## EXCERPTED RECORDS
//! The checkbox tree: root list, id-based dispatch and selection notification.

use generational_arena::Index;
use tracing::{debug, instrument};

use crate::domain::arena::{TreeArena, TreeNode};
use crate::domain::error::{DomainError, DomainResult};
use crate::domain::events::{ObserverId, Observers, TreeEvent, TreeObserver};
use crate::domain::item::{NodeId, Payload, TreeDataItem};
use crate::domain::snapshot::NodeSnapshot;

/// Mutable checkbox tree with O(1) id lookup.
///
/// Every lookup-based operation treats an unknown id as a silent no-op.
#[derive(Debug)]
pub struct CheckTree<T = Payload> {
    arena: TreeArena<T>,
    roots: Vec<Index>,
    observers: Observers,
}

impl<T> Default for CheckTree<T> {
    fn default() -> Self {
        Self {
            arena: TreeArena::new(),
            roots: Vec::new(),
            observers: Observers::default(),
        }
    }
}

impl<T> FromIterator<TreeDataItem<T>> for CheckTree<T> {
    fn from_iter<I: IntoIterator<Item = TreeDataItem<T>>>(iter: I) -> Self {
        Self::new(iter)
    }
}

impl<T> CheckTree<T> {
    /// Build one root per top-level item, sharing a single registry.
    #[instrument(level = "debug", skip(items))]
    pub fn new(items: impl IntoIterator<Item = TreeDataItem<T>>) -> Self {
        let mut tree = Self::default();
        for item in items {
            let idx = tree.arena.build(item, None);
            tree.roots.push(idx);
        }
        debug!(
            "built tree: {} roots, {} nodes",
            tree.roots.len(),
            tree.arena.len()
        );
        tree
    }

    pub fn get_by_id(&self, id: &str) -> Option<&TreeNode<T>> {
        self.arena.index_of(id).and_then(|idx| self.arena.get_node(idx))
    }

    /// Like [`get_by_id`](Self::get_by_id), but a missing id is an error.
    pub fn require(&self, id: &str) -> DomainResult<&TreeNode<T>> {
        self.get_by_id(id)
            .ok_or_else(|| DomainError::NodeNotFound(NodeId::from(id)))
    }

    pub fn contains(&self, id: &str) -> bool {
        self.arena.index_of(id).is_some()
    }

    /// Number of registered nodes.
    pub fn len(&self) -> usize {
        self.arena.len()
    }

    pub fn is_empty(&self) -> bool {
        self.arena.is_empty()
    }

    pub fn root_count(&self) -> usize {
        self.roots.len()
    }

    pub fn roots(&self) -> impl Iterator<Item = &TreeNode<T>> + '_ {
        self.roots.iter().filter_map(|&idx| self.arena.get_node(idx))
    }

    pub fn arena(&self) -> &TreeArena<T> {
        &self.arena
    }

    pub fn depth(&self, id: &str) -> Option<usize> {
        self.arena.index_of(id).map(|idx| self.arena.depth(idx))
    }

    pub fn snapshot(&self, id: &str) -> Option<NodeSnapshot<'_, T>> {
        self.arena.index_of(id).and_then(|idx| self.arena.snapshot(idx))
    }

    pub fn parent(&self, id: &str) -> Option<&TreeNode<T>> {
        self.get_by_id(id)
            .and_then(|node| node.parent)
            .and_then(|idx| self.arena.get_node(idx))
    }

    pub fn children(&self, id: &str) -> Vec<&TreeNode<T>> {
        self.get_by_id(id)
            .map(|node| {
                node.child_indices()
                    .iter()
                    .filter_map(|&idx| self.arena.get_node(idx))
                    .collect()
            })
            .unwrap_or_default()
    }

    /// Visible rows of every root, in root order.
    pub fn flatten(&self) -> Vec<NodeSnapshot<'_, T>> {
        self.flatten_iter().collect()
    }

    pub fn flatten_iter(&self) -> impl Iterator<Item = NodeSnapshot<'_, T>> + '_ {
        self.roots
            .iter()
            .flat_map(move |&idx| self.arena.flatten(idx))
    }

    #[instrument(level = "debug", skip(self))]
    pub fn expand(&mut self, id: &str, flag: bool) {
        match self.arena.index_of(id) {
            Some(idx) => self.arena.expand(idx, flag),
            None => debug!("expand: no node with id {}", id),
        }
    }

    /// Set `expanded` on every registered node.
    #[instrument(level = "debug", skip(self))]
    pub fn expand_all(&mut self, flag: bool) {
        let indices: Vec<Index> = self
            .roots
            .iter()
            .flat_map(|&root| self.arena.preorder(root).map(|(idx, _)| idx))
            .collect();
        for idx in indices {
            self.arena.expand(idx, flag);
        }
    }

    /// Check or uncheck a node's subtree and re-derive its ancestors.
    ///
    /// Returns true and notifies observers once if the node exists.
    #[instrument(level = "debug", skip(self))]
    pub fn check(&mut self, id: &str, flag: bool) -> bool {
        let Some(idx) = self.arena.index_of(id) else {
            debug!("check: no node with id {}", id);
            return false;
        };
        self.arena.check(idx, flag);
        self.observers.emit(TreeEvent::SelectionChanged);
        true
    }

    /// All checked nodes, in registry order.
    pub fn get_checked_nodes(&self) -> Vec<&TreeNode<T>> {
        self.arena.registered().filter(|n| n.checked).collect()
    }

    /// All expanded nodes, in registry order.
    pub fn get_expanded_nodes(&self) -> Vec<&TreeNode<T>> {
        self.arena.registered().filter(|n| n.expanded).collect()
    }

    #[instrument(level = "debug", skip(self, item))]
    pub fn add(&mut self, parent_id: &str, item: TreeDataItem<T>) {
        match self.arena.index_of(parent_id) {
            Some(parent) => {
                self.arena.add(parent, item);
            }
            None => debug!("add: no parent with id {}", parent_id),
        }
    }

    #[instrument(level = "debug", skip(self))]
    pub fn remove(&mut self, id: &str) {
        let Some(idx) = self.arena.index_of(id) else {
            debug!("remove: no node with id {}", id);
            return;
        };
        self.roots.retain(|&root| root != idx);
        self.arena.remove(idx);
    }

    pub fn subscribe(&mut self, observer: impl TreeObserver + 'static) -> ObserverId {
        self.observers.subscribe(Box::new(observer))
    }

    pub fn unsubscribe(&mut self, id: ObserverId) -> bool {
        self.observers.unsubscribe(id)
    }
}

#[cfg(test)]
mod tests {
    use super::*;
    use crate::util::testing;
    use std::cell::Cell;
    use std::rc::Rc;

    fn fixture() -> CheckTree {
        testing::init_test_setup();
        CheckTree::new(vec![
            TreeDataItem::new("1").with_children(vec![
                TreeDataItem::new("2").with_children(vec![TreeDataItem::new("3")]),
                TreeDataItem::new("4"),
            ]),
            TreeDataItem::new("5"),
        ])
    }

    #[test]
    fn given_successful_check_when_observed_then_fires_once() {
        let mut tree = fixture();
        let fired = Rc::new(Cell::new(0));
        let counter = Rc::clone(&fired);
        tree.subscribe(move |_: &TreeEvent| counter.set(counter.get() + 1));

        assert!(tree.check("3", true));
        assert_eq!(fired.get(), 1);
    }

    #[test]
    fn given_missing_id_or_other_mutation_when_observed_then_silent() {
        let mut tree = fixture();
        let fired = Rc::new(Cell::new(0));
        let counter = Rc::clone(&fired);
        tree.subscribe(move |_: &TreeEvent| counter.set(counter.get() + 1));

        assert!(!tree.check("missing", true));
        tree.expand("1", true);
        tree.add("1", TreeDataItem::new("6"));
        tree.remove("6");

        assert_eq!(fired.get(), 0);
    }

    #[test]
    fn given_nested_node_when_querying_relations_then_resolves_parent_and_children() {
        let tree = fixture();

        assert_eq!(tree.parent("3").map(|n| n.id.as_str()), Some("2"));
        assert!(tree.parent("1").is_none());
        let children: Vec<_> = tree.children("1").iter().map(|n| n.id.to_string()).collect();
        assert_eq!(children, vec!["2", "4"]);
        assert_eq!(tree.depth("3"), Some(2));
        assert!(tree.require("missing").is_err());
    }

    #[test]
    fn given_expand_all_when_flattening_then_every_node_visible() {
        let mut tree = fixture();
        tree.expand_all(true);
        assert_eq!(tree.flatten().len(), 5);
        tree.expand_all(false);
        assert_eq!(tree.flatten().len(), 2);
    }
}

## ASSIGNMENT
Using the entries above, return exactly the lines from the line with "self.arena.registered().filter(|n| n.checked).collect()" to the line with "self.arena.add(parent, item);", counting both of those lines.

## EXPECTED OUTPUT
        self.arena.registered().filter(|n| n.checked).collect()
    }

    /// All expanded nodes, in registry order.
    pub fn get_expanded_nodes(&self) -> Vec<&TreeNode<T>> {
        self.arena.registered().filter(|n| n.expanded).collect()
    }

    #[instrument(level = "debug", skip(self, item))]
    pub fn add(&mut self, parent_id: &str, item: TreeDataItem<T>) {
        match self.arena.index_of(parent_id) {
            Some(parent) => {
                self.arena.add(parent, item);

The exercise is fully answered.